> **Task item**:
Output the data that follows, keeping every line identical.

===== Data records

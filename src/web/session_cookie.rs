//! The dashboard session cookie.

use axum::http::{HeaderMap, HeaderValue, header::COOKIE};
use chrono::{DateTime, Utc};

pub const SESSION_COOKIE_NAME: &str = "portfolio_session";

/// Builds and reads the session cookie.
///
/// The cookie is `HttpOnly`, `SameSite=Lax` and scoped to `/`; `Secure` is
/// added unless disabled for plain-HTTP development.
#[derive(Debug, Clone, Copy)]
pub struct SessionCookie {
    secure: bool,
}

impl SessionCookie {
    pub fn new(secure: bool) -> Self {
        Self { secure }
    }

    /// `Set-Cookie` value carrying `token` until `expires_at`.
    pub fn issue(&self, token: &str, expires_at: DateTime<Utc>) -> HeaderValue {
        let max_age = (expires_at - Utc::now()).num_seconds().max(0);
        self.build(token, max_age)
    }

    /// `Set-Cookie` value that removes the cookie.
    pub fn clear(&self) -> HeaderValue {
        self.build("", 0)
    }

    fn build(&self, value: &str, max_age: i64) -> HeaderValue {
        let mut cookie = format!(
            "{}={}; HttpOnly; SameSite=Lax; Path=/; Max-Age={}",
            SESSION_COOKIE_NAME, value, max_age
        );
        if self.secure {
            cookie.push_str("; Secure");
        }

        // Tokens are alphanumeric, so the value is always a valid header
        HeaderValue::from_str(&cookie).unwrap_or_else(|_| HeaderValue::from_static(""))
    }

    /// Extracts the session token from the `Cookie` header, if present.
    ///
    /// Handles multiple cookies in one header and ignores the others.
    pub fn read(headers: &HeaderMap) -> Option<String> {
        headers
            .get_all(COOKIE)
            .iter()
            .filter_map(|header| header.to_str().ok())
            .flat_map(|cookies| cookies.split(';'))
            .find_map(|cookie| {
                let (name, value) = cookie.trim().split_once('=')?;
                (name == SESSION_COOKIE_NAME && !value.is_empty()).then(|| value.to_string())
            })
    }
}

#[cfg(test)]
mod tests {
    use super::*;
    use chrono::Duration;

    #[test]
    fn test_issue_sets_attributes() {
        let cookie = SessionCookie::new(true).issue("abc123", Utc::now() + Duration::hours(1));
        let value = cookie.to_str().unwrap();

        assert!(value.starts_with("portfolio_session=abc123;"));
        assert!(value.contains("HttpOnly"));
        assert!(value.contains("SameSite=Lax"));
        assert!(value.contains("Path=/"));
        assert!(value.ends_with("; Secure"));
    }

    #[test]
    fn test_clear_without_secure() {
        let cookie = SessionCookie::new(false).clear();
        let value = cookie.to_str().unwrap();

        assert!(value.contains("Max-Age=0"));
        assert!(!value.contains("Secure"));
    }

    #[test]
    fn test_read_among_other_cookies() {
        let mut headers = HeaderMap::new();
        headers.insert(
            COOKIE,
            HeaderValue::from_static("theme=dark; portfolio_session=tok42; lang=en"),
        );

        assert_eq!(SessionCookie::read(&headers).as_deref(), Some("tok42"));
    }

    #[test]
    fn test_read_missing_or_empty() {
        let mut headers = HeaderMap::new();
        assert_eq!(SessionCookie::read(&headers), None);

        headers.insert(COOKIE, HeaderValue::from_static("portfolio_session="));
        assert_eq!(SessionCookie::read(&headers), None);
    }
}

==========

> **Answer for the task**:
filename src/web/session_cookie.rs
//! The dashboard session cookie.

use axum::http::{HeaderMap, HeaderValue, header::COOKIE};
use chrono::{DateTime, Utc};

pub const SESSION_COOKIE_NAME: &str = "portfolio_session";

/// Builds and reads the session cookie.
///
/// The cookie is `HttpOnly`, `SameSite=Lax` and scoped to `/`; `Secure` is
/// added unless disabled for plain-HTTP development.
#[derive(Debug, Clone, Copy)]
pub struct SessionCookie {
    secure: bool,
}

impl SessionCookie {
    pub fn new(secure: bool) -> Self {
        Self { secure }
    }

    /// `Set-Cookie` value carrying `token` until `expires_at`.
    pub fn issue(&self, token: &str, expires_at: DateTime<Utc>) -> HeaderValue {
        let max_age = (expires_at - Utc::now()).num_seconds().max(0);
        self.build(token, max_age)
    }

    /// `Set-Cookie` value that removes the cookie.
    pub fn clear(&self) -> HeaderValue {
        self.build("", 0)
    }

    fn build(&self, value: &str, max_age: i64) -> HeaderValue {
        let mut cookie = format!(
            "{}={}; HttpOnly; SameSite=Lax; Path=/; Max-Age={}",
            SESSION_COOKIE_NAME, value, max_age
        );
        if self.secure {
            cookie.push_str("; Secure");
        }

        // Tokens are alphanumeric, so the value is always a valid header
        HeaderValue::from_str(&cookie).unwrap_or_else(|_| HeaderValue::from_static(""))
    }

    /// Extracts the session token from the `Cookie` header, if present.
    ///
    /// Handles multiple cookies in one header and ignores the others.
    pub fn read(headers: &HeaderMap) -> Option<String> {
        headers
            .get_all(COOKIE)
            .iter()
            .filter_map(|header| header.to_str().ok())
            .flat_map(|cookies| cookies.split(';'))
            .find_map(|cookie| {
                let (name, value) = cookie.trim().split_once('=')?;
                (name == SESSION_COOKIE_NAME && !value.is_empty()).then(|| value.to_string())
            })
    }
}

#[cfg(test)]
mod tests {
    use super::*;
    use chrono::Duration;

    #[test]
    fn test_issue_sets_attributes() {
        let cookie = SessionCookie::new(true).issue("abc123", Utc::now() + Duration::hours(1));
        let value = cookie.to_str().unwrap();

        assert!(value.starts_with("portfolio_session=abc123;"));
        assert!(value.contains("HttpOnly"));
        assert!(value.contains("SameSite=Lax"));
        assert!(value.contains("Path=/"));
        assert!(value.ends_with("; Secure"));
    }

    #[test]
    fn test_clear_without_secure() {
        let cookie = SessionCookie::new(false).clear();
        let value = cookie.to_str().unwrap();

        assert!(value.contains("Max-Age=0"));
        assert!(!value.contains("Secure"));
    }

    #[test]
    fn test_read_among_other_cookies() {
        let mut headers = HeaderMap::new();
        headers.insert(
            COOKIE,
            HeaderValue::from_static("theme=dark; portfolio_session=tok42; lang=en"),
        );

        assert_eq!(SessionCookie::read(&headers).as_deref(), Some("tok42"));
    }

    #[test]
    fn test_read_missing_or_empty() {
        let mut headers = HeaderMap::new();
        assert_eq!(SessionCookie::read(&headers), None);

        headers.insert(COOKIE, HeaderValue::from_static("portfolio_session="));
        assert_eq!(SessionCookie::read(&headers), None);
    }
}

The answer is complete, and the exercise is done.